* _PROVIDED RECORDS_:
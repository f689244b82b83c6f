use std::path::{Path, PathBuf};
use std::process::Stdio;
use std::time::Duration;
use tokio::io::AsyncWriteExt;
use tokio::process::Command;

use super::parser::{normalize, summarize_diff, validate_diff};
use super::types::AppliedPatch;
use crate::PatchError;

/// Applies model-authored unified diffs to single files with the system `patch` program.
///
/// A diff is validated, then dry-run, and only written when the dry run succeeds, so a context
/// mismatch leaves the file untouched.
#[derive(Clone, Debug)]
pub struct PatchApplier {
    root: PathBuf,
    timeout: Duration,
}

impl PatchApplier {
    pub fn new(root: impl Into<PathBuf>, timeout: Duration) -> Self {
        Self {
            root: root.into(),
            timeout,
        }
    }

    pub fn root(&self) -> &Path {
        &self.root
    }

    pub async fn apply(&self, file: &str, diff: &str) -> Result<AppliedPatch, PatchError> {
        let summary = summarize_diff(diff)?;
        validate_diff(&summary, &self.root, file)?;
        let path = normalize(&self.root, file);

        self.run_patch(&path, diff, true)
            .await?
            .map_err(PatchError::DryRun)?;
        self.run_patch(&path, diff, false)
            .await?
            .map_err(PatchError::Apply)?;

        tracing::debug!(path = %path.display(), hunks = summary.hunks.len(), "applied patch");
        Ok(AppliedPatch {
            path,
            hunks: summary.hunks.len(),
        })
    }

    /// Outer error: the process could not be run. Inner error: `patch` rejected the diff.
    async fn run_patch(
        &self,
        path: &Path,
        diff: &str,
        dry_run: bool,
    ) -> Result<Result<(), String>, PatchError> {
        let mut command = Command::new("patch");
        if dry_run {
            command.arg("--dry-run");
        }
        command
            .arg("--force")
            .arg(path)
            .current_dir(&self.root)
            .stdin(Stdio::piped())
            .stdout(Stdio::piped())
            .stderr(Stdio::piped())
            .kill_on_drop(true);

        let mut child = command.spawn().map_err(PatchError::Spawn)?;
        let mut stdin = child
            .stdin
            .take()
            .ok_or_else(|| PatchError::Spawn(std::io::Error::other("patch stdin not captured")))?;
        let input = diff.as_bytes().to_vec();
        let writer = tokio::spawn(async move {
            let result = stdin.write_all(&input).await;
            drop(stdin);
            result
        });

        let output = tokio::time::timeout(self.timeout, child.wait_with_output())
            .await
            .map_err(|_| PatchError::Timeout(self.timeout))?
            .map_err(PatchError::Spawn)?;
        match writer.await {
            Ok(Ok(())) => {}
            Ok(Err(error)) if error.kind() == std::io::ErrorKind::BrokenPipe => {}
            Ok(Err(error)) => return Err(PatchError::Spawn(error)),
            Err(error) => return Err(PatchError::Spawn(std::io::Error::other(error))),
        }

        if output.status.success() {
            return Ok(Ok(()));
        }
        let mut message = String::from_utf8_lossy(&output.stdout).trim().to_string();
        let stderr = String::from_utf8_lossy(&output.stderr);
        if !stderr.trim().is_empty() {
            if !message.is_empty() {
                message.push('\n');
            }
            message.push_str(stderr.trim());
        }
        if message.is_empty() {
            message = format!("patch exited with {}", output.status);
        }
        Ok(Err(message))
    }
}

#[cfg(test)]
mod tests {
    use super::*;
    use tempfile::tempdir;

    fn patch_available() -> bool {
        std::process::Command::new("patch")
            .arg("--version")
            .output()
            .is_ok_and(|output| output.status.success())
    }

    #[tokio::test(flavor = "current_thread")]
    async fn clean_diff_is_applied() {
        if !patch_available() {
            return;
        }
        let dir = tempdir().unwrap();
        std::fs::write(dir.path().join("a.txt"), "one\ntwo\nthree\n").unwrap();
        let applier = PatchApplier::new(dir.path(), Duration::from_secs(10));

        let diff = "--- a/a.txt\n+++ b/a.txt\n@@ -1,3 +1,3 @@\n one\n-two\n+TWO\n three\n";
        let applied = applier.apply("a.txt", diff).await.unwrap();
        assert_eq!(applied.hunks, 1);
        assert_eq!(
            std::fs::read_to_string(dir.path().join("a.txt")).unwrap(),
            "one\nTWO\nthree\n"
        );
    }

    #[tokio::test(flavor = "current_thread")]
    async fn context_mismatch_fails_dry_run_and_leaves_file_untouched() {
        if !patch_available() {
            return;
        }
        let dir = tempdir().unwrap();
        std::fs::write(dir.path().join("a.txt"), "one\ntwo\nthree\n").unwrap();
        let applier = PatchApplier::new(dir.path(), Duration::from_secs(10));

        let diff = "--- a/a.txt\n+++ b/a.txt\n@@ -1,3 +1,3 @@\n uno\n-dos\n+DOS\n tres\n";
        let error = applier.apply("a.txt", diff).await.unwrap_err();
        assert!(matches!(error, PatchError::DryRun(_)));
        assert_eq!(
            std::fs::read_to_string(dir.path().join("a.txt")).unwrap(),
            "one\ntwo\nthree\n"
        );
    }

    #[tokio::test(flavor = "current_thread")]
    async fn cross_file_diff_is_rejected_before_any_process_runs() {
        let dir = tempdir().unwrap();
        let applier = PatchApplier::new(dir.path(), Duration::from_secs(10));
        let diff = "--- a/other.txt\n+++ b/other.txt\n@@ -1,1 +1,1 @@\n-a\n+b\n";
        let error = applier.apply("a.txt", diff).await.unwrap_err();
        assert!(matches!(error, PatchError::CrossFile { .. }));
    }
}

* _WHAT TO PRODUCE_:
After reading the records above, give the number of lines that include "root", and add nothing else.

* _SOLUTION FOR THIS PROBLEM_:
8